Author: Abilio Estévez
- Fiction
- Tusquets Editores
- ISBN: 9788483834046
- Release Date: 12-27-2012
-Reviewed by: Eduardo de Lamadrid

Voluptuousness, transgressive words, narrated sensuality, eroticism and pure sexuality: these are the forms of expression used by Abilio Estevez in El año del calipso to describe corporal intimacy and the energy of the conscience. Obscene diction is one response to the interdictions and lies and moral deceptions of every time and society. With these expressive attributes, Estevez uses the simple narration of a few events to underscore his capacity for invention.

The story is set in 1950s Havana in the neighborhood of Marianao. One hot afternoon, as the radio plays a calypso, a fifteen year old boy goes to the backyard to catch a bit of breeze. There under the trees and spread out against the grass, the youngster fantasizes about movie scenes when suddenly, in the yard next door, a gardener breaks out in song. The boy watches him as he arranges plants, sharpens his machete, and disappears into the garden shack to avoid the oncoming thunderstorm. The apparition of the gardener awakens in the boy a series of heretofore unknown sensations, which in turn unleash desires for new experiences. Now nothing will be as it was before. From the erotic novels which the boy discovers hidden in his own house to the less than innocent encounters he espies here and there, sometimes in the full light of day, or in the voluptuous attitude of various neighborhood and family characters, everything will lead him to the pleasurable discovery of sex.

At the youngster's initiation, while he takes full conscience of his own body, he also learns that eroticism is like a battle full of stratagems and skirmishes, a struggle without victor and vanquished, but for which one must be prepared. His experiences will not only open his eyes to reality, but will also shatter some myths and mark the inevitable end of his childhood in that year, for him unforgettable, when everyone is vibrating to the strains of calypso.
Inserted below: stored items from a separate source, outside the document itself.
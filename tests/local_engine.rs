//! Local engine runs over real temporary trees.

use std::path::{Path, PathBuf};
use std::sync::Arc;
use std::time::Duration;

use dirops::filters::{FilterRule, FilterSet, NoFilter};
use dirops::recursion::{ActiveFilters, LinkKind, OperationMode, RecursionRoot, RecursiveOperation};
use dirops::walk::{
    DEFAULT_BATCH_CAPACITY, ListingBatch, ListingEntry, LocalOperationHandler,
    LocalRecursiveOperation, LocalTraversalBuilder,
};
use test_support::TestTree;

fn root_for(path: &Path, target: Option<PathBuf>) -> RecursionRoot<PathBuf> {
    let mut root = RecursionRoot::new(path.to_path_buf(), false);
    root.add_dir_to_visit(path.to_path_buf(), "", target, true, LinkKind::NotALink);
    root
}

fn pool() -> Arc<rayon::ThreadPool> {
    Arc::new(
        rayon::ThreadPoolBuilder::new()
            .num_threads(2)
            .build()
            .expect("thread pool"),
    )
}

/// Collects batches from a pooled engine, waking on each notification,
/// until the terminal batch arrives.
fn collect_pooled(
    engine: &LocalRecursiveOperation,
    wakeups: &crossbeam_channel::Receiver<()>,
) -> Vec<ListingBatch> {
    let mut batches = Vec::new();
    loop {
        while let Some(batch) = engine.next_batch() {
            let terminal = batch.is_terminal();
            batches.push(batch);
            if terminal {
                return batches;
            }
        }
        wakeups
            .recv_timeout(Duration::from_secs(30))
            .expect("notification before timeout");
    }
}

#[test]
fn large_directory_arrives_in_capped_batches() {
    let tree = TestTree::new();
    tree.populate("big", "file", 12_000);

    let (wake, wakeups) = crossbeam_channel::unbounded();
    let engine = LocalTraversalBuilder::new()
        .pool(pool())
        .notifier(move || {
            let _ = wake.send(());
        })
        .build();
    assert_eq!(engine.config().batch_capacity, DEFAULT_BATCH_CAPACITY);

    engine.add_root(root_for(&tree.path("big"), None));
    engine
        .start(OperationMode::List, ActiveFilters::none(), false)
        .expect("start");
    let batches = collect_pooled(&engine, &wakeups);

    let sizes: Vec<_> = batches.iter().map(ListingBatch::len).collect();
    assert_eq!(sizes, [5000, 5000, 2000, 0]);
    assert_eq!(batches.iter().filter(|batch| batch.is_terminal()).count(), 1);
    assert!(batches[..3].iter().all(|batch| batch.source == tree.path("big")));
    assert_eq!(engine.counters().files, 12_000);
    assert!(!engine.is_active());
}

#[derive(Default)]
struct Mirror {
    copies: Vec<(PathBuf, PathBuf)>,
    empty: Vec<Option<PathBuf>>,
    finished: bool,
}

impl LocalOperationHandler for Mirror {
    fn transfer_file(&mut self, source_dir: &Path, target_dir: Option<&Path>, entry: &ListingEntry) {
        if let Some(target) = target_dir {
            self.copies
                .push((source_dir.join(&entry.name), target.join(&entry.name)));
        }
    }

    fn empty_directory(&mut self, _source_dir: &Path, target_dir: Option<&Path>) {
        self.empty.push(target_dir.map(Path::to_path_buf));
    }

    fn operation_finished(&mut self) {
        self.finished = true;
    }
}

#[test]
fn upload_maps_every_file_to_its_target() {
    let tree = TestTree::new();
    tree.write("project/Cargo.toml", "[package]")
        .write("project/src/lib.rs", "")
        .write("project/target/debug/out", "")
        .mkdir("project/docs");

    let filters = FilterSet::from_rules([FilterRule::exclude("target/")])
        .expect("filters")
        .with_base(tree.path("project"));
    let engine = LocalTraversalBuilder::new().build();
    engine.add_root(root_for(&tree.path("project"), Some(PathBuf::from("/remote/project"))));
    engine
        .start(OperationMode::Transfer, ActiveFilters::new(filters, NoFilter), false)
        .expect("start");

    let mut mirror = Mirror::default();
    assert!(engine.drain(&mut mirror));
    assert!(!engine.is_active());

    let mut copies = mirror.copies.clone();
    copies.sort();
    assert_eq!(
        copies,
        [
            (
                tree.path("project/Cargo.toml"),
                PathBuf::from("/remote/project/Cargo.toml")
            ),
            (
                tree.path("project/src/lib.rs"),
                PathBuf::from("/remote/project/src/lib.rs")
            ),
        ]
    );
    assert_eq!(mirror.empty, [Some(PathBuf::from("/remote/project/docs"))]);
    assert!(mirror.finished);
}

#[test]
fn engines_share_the_operation_interface() {
    let tree = TestTree::new();
    tree.populate("dir", "f", 3);

    let local = LocalTraversalBuilder::new().build();
    local.add_root(root_for(&tree.path("dir"), None));
    local
        .start(OperationMode::List, ActiveFilters::none(), false)
        .expect("start");

    let mut remote = dirops::RemoteRecursiveOperation::new(Vec::new(), ());
    let mut remote_root = RecursionRoot::new(
        dirops::remote::RemotePath::parse("/dir").expect("path"),
        false,
    );
    remote_root.add_dir_to_visit(
        dirops::remote::RemotePath::parse("/dir").expect("path"),
        "",
        None,
        true,
        LinkKind::NotALink,
    );
    remote.add_root(remote_root);
    remote
        .start(OperationMode::Delete, ActiveFilters::none())
        .expect("start");

    let mut operations: Vec<Box<dyn RecursiveOperation>> = vec![Box::new(local), Box::new(remote)];
    let modes: Vec<_> = operations.iter().map(|op| op.operation_mode()).collect();
    assert_eq!(modes, [OperationMode::List, OperationMode::Delete]);
    assert!(operations.iter().all(|op| op.is_active()));

    for operation in &mut operations {
        operation.stop();
    }
    assert!(operations.iter().all(|op| !op.is_active()));
    assert!(operations.iter().all(|op| op.root_count() == 0));
}
impl<S, H> RemoteRecursiveOperation<S, H>
where
    S: CommandSink,
    H: RemoteOperationHandler,
{
    /// Creates an idle engine submitting to `sink` and reporting to
    /// `handler`.
    pub fn new(sink: S, handler: H) -> Self {
        Self {
            mode: OperationMode::None,
            roots: VecDeque::new(),
            counters: OperationCounters::default(),
            filters: ActiveFilters::none(),
            chmod: None,
            replacement_char: '_',
            sink,
            handler,
        }
    }

    /// Sets the character substituted for invalid characters in local
    /// target names.
    #[must_use]
    pub const fn with_replacement_char(mut self, replacement: char) -> Self {
        self.replacement_char = replacement;
        self
    }

    /// Command sink.
    pub const fn sink(&self) -> &S {
        &self.sink
    }

    /// Mutable command sink.
    pub const fn sink_mut(&mut self) -> &mut S {
        &mut self.sink
    }

    /// Event handler.
    pub const fn handler(&self) -> &H {
        &self.handler
    }

    /// Mutable event handler.
    pub const fn handler_mut(&mut self) -> &mut H {
        &mut self.handler
    }

    /// Queues `root`. Empty roots are ignored.
    pub fn add_root(&mut self, root: RecursionRoot<RemotePath>) {
        if root.is_empty() {
            return;
        }
        trace_remote!("adding root {}", root.start());
        self.roots.push_back(root);
    }

    /// Attaches the permission converter required by
    /// [`OperationMode::Chmod`].
    pub fn set_chmod_data(&mut self, converter: impl PermissionConverter + 'static) {
        self.chmod = Some(Box::new(converter));
    }

    /// Starts the operation and submits the first command.
    ///
    /// # Errors
    ///
    /// Fails without touching the engine if an operation is active, if
    /// `mode` is [`OperationMode::None`], if `mode` is
    /// [`OperationMode::Chmod`] and no converter was set, or if no root is
    /// queued.
    pub fn start(&mut self, mode: OperationMode, filters: ActiveFilters) -> Result<(), StartError> {
        if self.mode != OperationMode::None {
            return Err(StartError::AlreadyActive);
        }
        if mode == OperationMode::None {
            return Err(StartError::UnsupportedMode(mode));
        }
        if mode == OperationMode::Chmod && self.chmod.is_none() {
            return Err(StartError::MissingChmodData);
        }
        if self.roots.is_empty() {
            return Err(StartError::NoRoots);
        }

        tracing::info!(
            target: targets::REMOTE,
            "starting {mode} over {} root(s)",
            self.roots.len()
        );
        self.mode = mode;
        self.filters = filters;
        self.counters.reset();
        self.next_operation();
        Ok(())
    }

    /// Cancels the operation: clears roots, counters and permission data.
    ///
    /// A command already submitted is left to the protocol layer; its
    /// outcome is ignored.
    pub fn stop(&mut self) {
        if self.mode != OperationMode::None {
            trace_remote!("stopping {}", self.mode);
        }
        self.mode = OperationMode::None;
        self.roots.clear();
        self.chmod = None;
        self.filters = ActiveFilters::none();
        self.counters.reset();
    }

    /// Dispatches a protocol outcome to the matching entry point.
    pub fn handle_event(&mut self, event: RemoteEvent) {
        match event {
            RemoteEvent::Listing(listing) => self.process_directory_listing(&listing),
            RemoteEvent::ListingFailed(failure) => self.listing_failed(failure),
            RemoteEvent::LinkIsNotDir(site) => self.link_is_not_dir(site.as_ref()),
        }
    }

    /// Processes the listing answering the outstanding list command.
    pub fn process_directory_listing(&mut self, listing: &DirectoryListing) {
        if self.mode == OperationMode::None {
            return;
        }
        let Some(root) = self.roots.front_mut() else {
            return;
        };
        let Some(mut visit) = root.pop_front() else {
            self.next_operation();
            return;
        };

        if visit.link == LinkKind::AddedByCaller {
            visit.start_override = Some(listing.path.clone());
        }
        if !root.confines(&listing.path, visit.start_override.as_ref()) {
            trace_remote!(
                "listing of {} is outside of {}, skipping",
                listing.path,
                root.start()
            );
            self.next_operation();
            return;
        }

        if self.mode == OperationMode::Delete && visit.recurse && !visit.child.is_empty() {
            root.push_front(visit.deferred());
        }

        if visit.link.is_link() && !visit.recurse {
            trace_remote!("not following link {}", listing.path);
            self.next_operation();
            return;
        }
        if !root.mark_visited(listing.path.clone()) {
            self.next_operation();
            return;
        }

        self.counters.add_directory();
        tracing::info!(
            target: targets::REMOTE,
            "processing {} ({} entries)",
            listing.path,
            listing.entries.len()
        );
        if listing.entries.is_empty() && self.mode == OperationMode::Transfer {
            self.handler
                .empty_directory(&listing.path, visit.target_dir.as_deref());
        } else {
            self.process_entries(&visit, listing);
        }

        self.handler.listing_ended();
        self.next_operation();
    }

    /// Handles a failed list command.
    ///
    /// Cancellation stops the operation. Other failures retry the listing
    /// once, unless critical, and otherwise skip the directory.
    pub fn listing_failed(&mut self, failure: ListingFailure) {
        if self.mode == OperationMode::None {
            return;
        }
        if failure == ListingFailure::Canceled {
            tracing::info!(target: targets::REMOTE, "listing canceled, stopping {}", self.mode);
            self.stop();
            self.handler.operation_canceled();
            return;
        }

        let Some(root) = self.roots.front_mut() else {
            return;
        };
        let Some(mut visit) = root.pop_front() else {
            self.next_operation();
            return;
        };

        if failure != ListingFailure::Critical && !visit.retried {
            tracing::warn!(
                target: targets::REMOTE,
                "listing {} failed, retrying",
                visit.path()
            );
            visit.retried = true;
            root.push_front(visit);
        } else {
            tracing::warn!(
                target: targets::REMOTE,
                "listing {} failed ({failure:?}), skipping",
                visit.path()
            );
            if self.mode == OperationMode::Delete && visit.recurse && !visit.child.is_empty() {
                root.push_front(visit.deferred());
            }
        }
        self.next_operation();
    }

    /// Handles a link queued as a directory that resolved to something else.
    ///
    /// Without a site the entry is skipped. In delete mode the link itself
    /// is removed; in other modes except listing the handler is told.
    pub fn link_is_not_dir(&mut self, site: Option<&Site>) {
        if self.mode == OperationMode::None {
            return;
        }
        let Some(visit) = self.roots.front_mut().and_then(RecursionRoot::pop_front) else {
            self.next_operation();
            return;
        };

        if let Some(site) = site {
            match self.mode {
                OperationMode::Delete => {
                    if !visit.child.is_empty() {
                        trace_del!("removing link {}", visit.path());
                        self.sink.submit(Command::RemoveFiles {
                            path: visit.parent,
                            names: vec![visit.child],
                        });
                    }
                }
                OperationMode::List => {}
                mode => {
                    let local_dir = visit.target_dir.map(|target| {
                        if mode.is_flatten() {
                            target
                        } else {
                            target.parent().map_or(target.clone(), Path::to_path_buf)
                        }
                    });
                    self.handler.invalid_directory_link(
                        site,
                        local_dir.as_deref(),
                        &visit.parent,
                        &visit.child,
                    );
                }
            }
        }
        self.next_operation();
    }

    /// Submits commands until a list command is outstanding or every root
    /// is exhausted.
    fn next_operation(&mut self) {
        if self.mode == OperationMode::None {
            return;
        }

        while let Some(root) = self.roots.front_mut() {
            while let Some(visit) = root.front() {
                if self.mode == OperationMode::Delete && visit.is_deferred() {
                    if let Some(marker) = root.pop_front() {
                        trace_del!("removing directory {}", marker.path());
                        self.sink.submit(Command::RemoveDirectory {
                            path: marker.parent,
                            name: marker.child,
                        });
                    }
                    continue;
                }

                trace_remote!("listing {}", visit.path());
                self.sink.submit(Command::List {
                    path: visit.parent.clone(),
                    name: visit.child.clone(),
                    as_link: visit.link == LinkKind::AddedByCaller,
                });
                return;
            }
            self.roots.pop_front();
        }

        self.finish();
    }

    fn finish(&mut self) {
        trace_stats!(
            "{} finished: {} files, {} directories",
            self.mode,
            self.counters.files,
            self.counters.directories
        );
        self.mode = OperationMode::None;
        self.chmod = None;
        self.filters = ActiveFilters::none();
        self.handler.operation_finished();
    }

    /// Dispatches the entries of `listing`, last to first, so that queueing
    /// subdirectories at the front keeps their listed order.
    fn process_entries(&mut self, visit: &DirectoryVisit<RemotePath>, listing: &DirectoryListing) {
        let Self {
            mode,
            roots,
            counters,
            filters,
            chmod,
            replacement_char,
            sink,
            handler,
        } = self;
        let mode = *mode;
        let Some(root) = roots.front_mut() else {
            return;
        };
        let filter_dir = Path::new(listing.path.as_str());
        let mut doomed = Vec::new();

        for entry in listing.entries.iter().rev() {
            if let Some(only) = &visit.restrict_to {
                if entry.name != *only {
                    continue;
                }
            } else {
                let candidate = FilterEntry {
                    name: &entry.name,
                    path: filter_dir,
                    is_dir: entry.is_dir,
                    size: entry.size,
                    attributes: entry.attributes,
                    modified: entry.modified,
                };
                if filters.remote.filtered(&candidate) {
                    trace_filter!("skipping {}/{}", listing.path, entry.name);
                    continue;
                }
            }

            if mode == OperationMode::Chmod {
                if let Some(converter) = chmod.as_deref() {
                    submit_chmod(sink, converter, &listing.path, entry);
                }
            }

            if entry.is_dir && !(entry.is_link && mode == OperationMode::Delete) {
                if visit.recurse {
                    let target = child_target(
                        visit.target_dir.as_ref(),
                        &entry.name,
                        mode,
                        *replacement_char,
                    );
                    let mut child = DirectoryVisit::new(listing.path.clone(), entry.name.clone())
                        .with_target(target);
                    child.start_override.clone_from(&visit.start_override);
                    if entry.is_link {
                        child.link = LinkKind::AddedDuringTraversal;
                        child.recurse = false;
                    }
                    root.push_front(child);
                }
                continue;
            }

            counters.add_file();
            match mode {
                OperationMode::Transfer | OperationMode::TransferFlatten => {
                    trace_transfer!("transfer {}/{}", listing.path, entry.name);
                    handler.transfer_file(entry, &listing.path, visit.target_dir.as_deref());
                }
                OperationMode::Delete => doomed.push(entry.name.clone()),
                _ => {}
            }
        }

        if !doomed.is_empty() {
            doomed.reverse();
            trace_del!("removing {} file(s) in {}", doomed.len(), listing.path);
            sink.submit(Command::RemoveFiles {
                path: listing.path.clone(),
                names: doomed,
            });
        }
    }
}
Seasoned with all types of furtive scenes and encounters, what nonetheless prevails are reflections on homosexual behavior. It is not surprising, then, that on many occasions the adolescent Josán, who narrates his private history and the gradual discovery of sex, asks himself philosophical questions and is capable, besides, of imbuing them with moral, but not moralizing, reflections.

The intention, then, is to position the narration in a paradisiacal past, in a sort of return to childhood that may explain the emotional complexities of the adult character remembering all his cares. Estevez manages to convey the warmth of a bygone era where happiness goes hand in hand with the discovery of Josan's own body and of other bodies. But the revelation of sex is always accompanied in this novel by a territory to be conquered, a war to overcome, and a game to be won.

Knowing that "in sex, and even in love, the enchantment of the other proceeds from his dangerousness: attraction arises from the threatening", Estevez reminds us in El año del calipso that there is no innocent fiction. 

The novel is skillfully written and is certainly titillating, but as predominantly gay erotic literature, one wonders to what extent it will be able to reach a wider audience, although Reinaldo Arenas did do exactly that with Before Night Falls, his stunning autobiography which also includes unrestrained accounts of homosexual behavior.